Volchek and Arturas looked at each other.
“Good,” said Arturas. “Go now and wait for me in lobby after you get through security.”
“You mean if I get through.”
“Should I make your daughter pray for you?” said Volchek.
I didn’t answer. I got out of the limo alone and saw Arturas looking up at me from the car as I stepped to the sidewalk.
“Remember. We are watching you, and men are watching your daughter,” Arturas said.
I nodded and said, “I won’t fight you.”
I lied
.
Just as they’d lied to me. No matter what they said, no matter what they promised me, come four o’clock tomorrow, even if Benny should be reduced to a stain on the courthouse ceiling by then, they weren’t letting Amy go. They were going to kill me and my little girl.
I had thirty-one hours.
Thirty-one hours to double-cross the Russian Mafia and steal my daughter back. And I had no clue how to do it.

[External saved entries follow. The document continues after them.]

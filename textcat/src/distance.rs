//! Scores between a document and a category profile.

use std::fmt;
use std::str::FromStr;

use crate::frequency::NgramCounts;
use crate::profile::CategoryProfile;

/// Which end of the score range wins.
#[derive(Clone, Copy, Debug, PartialEq, Eq)]
pub enum ScoreOrder {
    /// Distances: the smallest score is the best match.
    LowerIsBetter,

    /// Similarities: the largest score is the best match.
    HigherIsBetter,
}

impl ScoreOrder {
    /// Returns `true` if `candidate` is strictly better than `best`.
    pub fn is_better(self, candidate: f64, best: f64) -> bool {
        match self {
            Self::LowerIsBetter => candidate < best,
            Self::HigherIsBetter => candidate > best,
        }
    }
}

/// Computes a scalar score between a document's n-gram counts and a category profile.
pub trait Scorer {
    /// Tells how scores are ranked.
    fn order(&self) -> ScoreOrder;

    /// Scores a document against a profile.
    ///
    /// # Arguments
    ///
    /// * `doc` - N-gram counts of the document.
    /// * `profile` - A category profile.
    ///
    /// # Returns
    ///
    /// The score, or `None` if the document shares no n-gram with the profile.
    fn score(&self, doc: &NgramCounts, profile: &CategoryProfile) -> Option<f64>;
}

/// Aligns the document with the profile's vocabulary.
///
/// Returns `(doc, cat)` pairs in the profile's rank order, where `doc` is the document's count
/// normalized over the profile's vocabulary. N-grams missing from the profile are ignored.
/// Returns `None` when the document has none of the profile's n-grams.
fn aligned_vectors(doc: &NgramCounts, profile: &CategoryProfile) -> Option<Vec<(f64, f64)>> {
    let doc_vector: Vec<f64> = profile.ngrams().map(|ngram| doc.get(ngram) as f64).collect();
    let doc_sum: f64 = doc_vector.iter().sum();
    if doc_sum == 0. {
        return None;
    }
    Some(
        doc_vector
            .into_iter()
            .zip(profile.probabilities())
            .map(|(d, c)| (d / doc_sum, c))
            .collect(),
    )
}

/// Euclidean distance between the normalized vectors.
#[derive(Clone, Copy, Debug, Default)]
pub struct Euclidean;

impl Scorer for Euclidean {
    fn order(&self) -> ScoreOrder {
        ScoreOrder::LowerIsBetter
    }

    fn score(&self, doc: &NgramCounts, profile: &CategoryProfile) -> Option<f64> {
        let pairs = aligned_vectors(doc, profile)?;
        Some(pairs.iter().map(|(d, c)| (d - c) * (d - c)).sum::<f64>().sqrt())
    }
}

/// Cosine similarity between the normalized vectors.
#[derive(Clone, Copy, Debug, Default)]
pub struct Cosine;

impl Scorer for Cosine {
    fn order(&self) -> ScoreOrder {
        ScoreOrder::HigherIsBetter
    }

    fn score(&self, doc: &NgramCounts, profile: &CategoryProfile) -> Option<f64> {
        let pairs = aligned_vectors(doc, profile)?;
        let mut dot = 0.;
        let mut doc_norm = 0.;
        let mut cat_norm = 0.;
        for (d, c) in pairs {
            dot += d * c;
            doc_norm += d * d;
            cat_norm += c * c;
        }
        let denom = doc_norm.sqrt() * cat_norm.sqrt();
        if denom == 0. {
            return None;
        }
        Some(dot / denom)
    }
}

/// Out-of-place rank distance.
///
/// For every n-gram of the document, adds the absolute difference between its rank in the
/// document (descending count) and its rank in the profile. N-grams missing from the profile
/// get the rank one past the profile's last entry. Only ranks matter, not magnitudes.
#[derive(Clone, Copy, Debug, Default)]
pub struct OutOfPlace;

impl Scorer for OutOfPlace {
    fn order(&self) -> ScoreOrder {
        ScoreOrder::LowerIsBetter
    }

    fn score(&self, doc: &NgramCounts, profile: &CategoryProfile) -> Option<f64> {
        let missing = profile.len();
        let mut overlap = false;
        let mut score = 0;
        for (doc_rank, (ngram, _)) in doc.most_common(None).into_iter().enumerate() {
            let cat_rank = profile.rank(ngram).unwrap_or(missing);
            overlap |= cat_rank != missing;
            score += doc_rank.abs_diff(cat_rank);
        }
        if !overlap {
            return None;
        }
        Some(score as f64)
    }
}

/// Metric selector.
#[derive(Clone, Copy, Debug, Default, PartialEq, Eq, Hash)]
pub enum Metric {
    /// See [`Euclidean`].
    #[default]
    Euclidean,

    /// See [`Cosine`].
    Cosine,

    /// See [`OutOfPlace`].
    OutOfPlace,
}

impl Metric {
    pub const fn as_str(self) -> &'static str {
        match self {
            Self::Euclidean => "euclidean",
            Self::Cosine => "cosine",
            Self::OutOfPlace => "rank",
        }
    }
}

impl Scorer for Metric {
    fn order(&self) -> ScoreOrder {
        match self {
            Self::Euclidean => Euclidean.order(),
            Self::Cosine => Cosine.order(),
            Self::OutOfPlace => OutOfPlace.order(),
        }
    }

    fn score(&self, doc: &NgramCounts, profile: &CategoryProfile) -> Option<f64> {
        match self {
            Self::Euclidean => Euclidean.score(doc, profile),
            Self::Cosine => Cosine.score(doc, profile),
            Self::OutOfPlace => OutOfPlace.score(doc, profile),
        }
    }
}

impl FromStr for Metric {
    type Err = &'static str;

    fn from_str(metric: &str) -> Result<Self, Self::Err> {
        match metric {
            "euclidean" => Ok(Self::Euclidean),
            "cosine" => Ok(Self::Cosine),
            "rank" | "out-of-place" => Ok(Self::OutOfPlace),
            _ => Err("Could not parse a metric value: {euclidean, cosine, rank}"),
        }
    }
}

impl fmt::Display for Metric {
    fn fmt(&self, f: &mut fmt::Formatter) -> fmt::Result {
        f.write_str(self.as_str())
    }
}

#[cfg(test)]
mod tests {
    use super::*;

    fn profile(json: &str) -> CategoryProfile {
        serde_json::from_str(json).unwrap()
    }

    fn counts(ngrams: &[&str]) -> NgramCounts {
        ngrams.iter().collect()
    }

    #[test]
    fn test_euclidean_exact_match() {
        let p = profile(r#"{"ab": 1.0}"#);
        let doc = counts(&["ab", "ab"]);

        assert_eq!(Some(0.), Euclidean.score(&doc, &p));
    }

    #[test]
    fn test_euclidean_ignores_unknown_ngrams() {
        let cat = profile(r#"{"the": 0.5, "cat": 0.5}"#);
        let dog = profile(r#"{"the": 0.5, "dog": 0.5}"#);
        let doc = counts(&["the", "cat", "sat"]);

        assert_eq!(Some(0.), Euclidean.score(&doc, &cat));
        let d = Euclidean.score(&doc, &dog).unwrap();
        assert!((d - 0.5f64.sqrt()).abs() < 1e-12);
    }

    #[test]
    fn test_no_overlap() {
        let p = profile(r#"{"xy": 0.6, "yz": 0.4}"#);
        let doc = counts(&["ab", "bc"]);

        assert_eq!(None, Euclidean.score(&doc, &p));
        assert_eq!(None, Cosine.score(&doc, &p));
        assert_eq!(None, OutOfPlace.score(&doc, &p));
        assert_eq!(None, Metric::Euclidean.score(&NgramCounts::new(), &p));
        assert_eq!(None, Metric::OutOfPlace.score(&NgramCounts::new(), &p));
    }

    #[test]
    fn test_cosine() {
        let p = profile(r#"{"a": 0.5, "b": 0.5}"#);

        let same = Cosine.score(&counts(&["a", "b"]), &p).unwrap();
        assert!((same - 1.).abs() < 1e-12);

        let half = Cosine.score(&counts(&["a", "c"]), &p).unwrap();
        assert!((half - 0.5f64.sqrt()).abs() < 1e-12);
    }

    #[test]
    fn test_out_of_place_identical() {
        let doc = counts(&["c", "a", "c", "b", "a", "c"]);
        let p = CategoryProfile::from_counts(&doc, 10).unwrap();

        assert_eq!(Some(0.), OutOfPlace.score(&doc, &p));
    }

    #[test]
    fn test_out_of_place() {
        let p = profile(r#"{"a": 0.5, "b": 0.3, "c": 0.2}"#);
        // document ranks: b=0, a=1, z=2
        let doc = counts(&["b", "b", "b", "a", "a", "z"]);

        // |0 - 1| + |1 - 0| + |2 - 3|
        assert_eq!(Some(3.), OutOfPlace.score(&doc, &p));
    }

    #[test]
    fn test_order() {
        assert_eq!(ScoreOrder::LowerIsBetter, Metric::Euclidean.order());
        assert_eq!(ScoreOrder::HigherIsBetter, Metric::Cosine.order());
        assert_eq!(ScoreOrder::LowerIsBetter, Metric::OutOfPlace.order());
        assert!(ScoreOrder::LowerIsBetter.is_better(1., 2.));
        assert!(!ScoreOrder::LowerIsBetter.is_better(2., 2.));
        assert!(ScoreOrder::HigherIsBetter.is_better(2., 1.));
    }

    #[test]
    fn test_parse_metric() {
        assert_eq!(Ok(Metric::OutOfPlace), "rank".parse::<Metric>());
        assert_eq!(Ok(Metric::Cosine), "cosine".parse::<Metric>());
        assert!("manhattan".parse::<Metric>().is_err());
        assert_eq!("euclidean", Metric::Euclidean.to_string());
    }
}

I folded my coat around me. Buttoned it, flipped the collar, and turned toward the courthouse. My father’s voice still played softly in my ear—hold it together. My hand had stopped bleeding. It felt even colder now; my breath seemed to freeze and fall in front of me. As that cold mist cleared, I saw something that I’d never seen before in nine years of daily practice at that courthouse—a line of maybe forty people comprised of reporters, lawyers, witnesses, defendants, and TV crews—all of them waiting to get though security.
CHAPTER FOUR
There’s a strange electric sensation at the beginning of a major trial. As I joined the back of the line, I felt the excitement rising off the crowd, like heat shimmering on a stretch of distant Texan blacktop. Some of the crowd carried the early edition of the New York Times. I could see the front page in the arms of the man in front. The paper led with Volchek’s picture and the headline RUSSIAN MOB TRIAL BEGINS. The guy in front of me looked like a crime reporter. Probably freelance or attached to a rag. You could spot the type a mile away: bad suit, bad haircut, and nicotine stains on his fingers revealing him as a chain smoker. I ducked my head into the folds of my overcoat and tried not to look at him.